===== Supplied entries

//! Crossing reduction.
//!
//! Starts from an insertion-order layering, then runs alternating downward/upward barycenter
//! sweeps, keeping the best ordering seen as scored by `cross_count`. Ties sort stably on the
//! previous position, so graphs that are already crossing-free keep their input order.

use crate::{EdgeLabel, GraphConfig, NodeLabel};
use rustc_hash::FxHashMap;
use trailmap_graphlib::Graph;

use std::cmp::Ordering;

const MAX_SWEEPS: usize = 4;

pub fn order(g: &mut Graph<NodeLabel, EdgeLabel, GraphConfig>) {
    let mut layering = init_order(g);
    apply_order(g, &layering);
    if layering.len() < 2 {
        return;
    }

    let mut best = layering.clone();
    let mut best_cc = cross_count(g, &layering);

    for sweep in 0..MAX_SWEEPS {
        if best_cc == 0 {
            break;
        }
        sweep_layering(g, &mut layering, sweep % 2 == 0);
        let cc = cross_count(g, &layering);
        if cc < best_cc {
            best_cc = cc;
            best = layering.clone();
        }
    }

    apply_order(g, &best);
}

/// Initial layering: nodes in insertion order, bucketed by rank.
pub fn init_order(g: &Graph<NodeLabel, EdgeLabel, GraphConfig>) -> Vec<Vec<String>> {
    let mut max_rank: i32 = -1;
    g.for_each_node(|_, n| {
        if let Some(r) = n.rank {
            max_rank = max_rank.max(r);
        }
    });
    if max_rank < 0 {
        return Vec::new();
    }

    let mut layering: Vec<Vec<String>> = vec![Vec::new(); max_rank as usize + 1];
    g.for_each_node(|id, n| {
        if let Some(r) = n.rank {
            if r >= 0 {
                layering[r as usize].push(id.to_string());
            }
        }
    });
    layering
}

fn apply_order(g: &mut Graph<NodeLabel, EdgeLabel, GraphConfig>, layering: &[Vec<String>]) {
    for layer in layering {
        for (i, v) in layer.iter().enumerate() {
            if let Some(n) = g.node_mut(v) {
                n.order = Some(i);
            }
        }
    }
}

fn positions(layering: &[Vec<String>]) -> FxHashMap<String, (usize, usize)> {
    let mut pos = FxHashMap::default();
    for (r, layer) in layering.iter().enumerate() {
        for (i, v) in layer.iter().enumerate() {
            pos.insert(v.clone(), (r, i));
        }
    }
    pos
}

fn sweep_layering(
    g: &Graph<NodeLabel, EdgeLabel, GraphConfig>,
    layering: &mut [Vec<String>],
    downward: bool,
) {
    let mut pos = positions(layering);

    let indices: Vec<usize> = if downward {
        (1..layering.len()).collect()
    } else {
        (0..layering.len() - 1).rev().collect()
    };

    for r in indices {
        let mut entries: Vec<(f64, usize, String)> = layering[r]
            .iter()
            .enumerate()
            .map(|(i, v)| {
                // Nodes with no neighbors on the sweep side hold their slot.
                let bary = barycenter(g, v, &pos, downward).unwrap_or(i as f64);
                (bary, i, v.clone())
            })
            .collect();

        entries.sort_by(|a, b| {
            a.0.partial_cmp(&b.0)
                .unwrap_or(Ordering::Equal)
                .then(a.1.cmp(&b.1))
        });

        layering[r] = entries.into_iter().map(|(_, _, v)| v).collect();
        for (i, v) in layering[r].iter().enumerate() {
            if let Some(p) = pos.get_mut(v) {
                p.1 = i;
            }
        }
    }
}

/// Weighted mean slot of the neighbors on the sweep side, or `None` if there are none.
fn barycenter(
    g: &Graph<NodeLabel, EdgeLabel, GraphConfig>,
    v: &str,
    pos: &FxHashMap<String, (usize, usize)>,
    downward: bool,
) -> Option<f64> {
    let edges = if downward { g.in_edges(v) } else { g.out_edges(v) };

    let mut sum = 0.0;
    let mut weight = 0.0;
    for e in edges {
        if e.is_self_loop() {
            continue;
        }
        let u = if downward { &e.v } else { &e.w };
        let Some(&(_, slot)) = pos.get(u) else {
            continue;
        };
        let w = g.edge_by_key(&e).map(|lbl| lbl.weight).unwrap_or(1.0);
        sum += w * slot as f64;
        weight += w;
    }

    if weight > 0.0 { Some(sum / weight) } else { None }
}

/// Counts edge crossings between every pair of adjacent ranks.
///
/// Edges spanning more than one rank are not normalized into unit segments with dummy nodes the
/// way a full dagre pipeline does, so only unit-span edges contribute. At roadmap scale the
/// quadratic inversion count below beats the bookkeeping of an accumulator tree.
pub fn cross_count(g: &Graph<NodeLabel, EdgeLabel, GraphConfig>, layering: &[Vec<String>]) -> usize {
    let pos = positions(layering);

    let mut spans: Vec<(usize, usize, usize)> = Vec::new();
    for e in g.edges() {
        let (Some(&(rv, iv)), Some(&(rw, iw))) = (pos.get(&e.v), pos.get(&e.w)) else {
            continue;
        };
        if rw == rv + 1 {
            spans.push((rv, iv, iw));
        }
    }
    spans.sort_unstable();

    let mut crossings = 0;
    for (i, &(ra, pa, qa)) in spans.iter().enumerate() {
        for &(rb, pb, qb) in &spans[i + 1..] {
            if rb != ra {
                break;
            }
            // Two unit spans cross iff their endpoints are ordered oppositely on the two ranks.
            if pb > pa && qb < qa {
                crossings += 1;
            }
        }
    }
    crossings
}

==========

_What to do_:
Where the line containing "let (Some(&(rv, iv)), Some(&(rw, iw)))" appears in the data above, begin there and reproduce every line to the end exactly; include nothing else.

_Answer to the exercise_:
        let (Some(&(rv, iv)), Some(&(rw, iw))) = (pos.get(&e.v), pos.get(&e.w)) else {
            continue;
        };
        if rw == rv + 1 {
            spans.push((rv, iv, iw));
        }
    }
    spans.sort_unstable();

    let mut crossings = 0;
    for (i, &(ra, pa, qa)) in spans.iter().enumerate() {
        for &(rb, pb, qb) in &spans[i + 1..] {
            if rb != ra {
                break;
            }
            // Two unit spans cross iff their endpoints are ordered oppositely on the two ranks.
            if pb > pa && qb < qa {
                crossings += 1;
            }
        }
    }
    crossings
}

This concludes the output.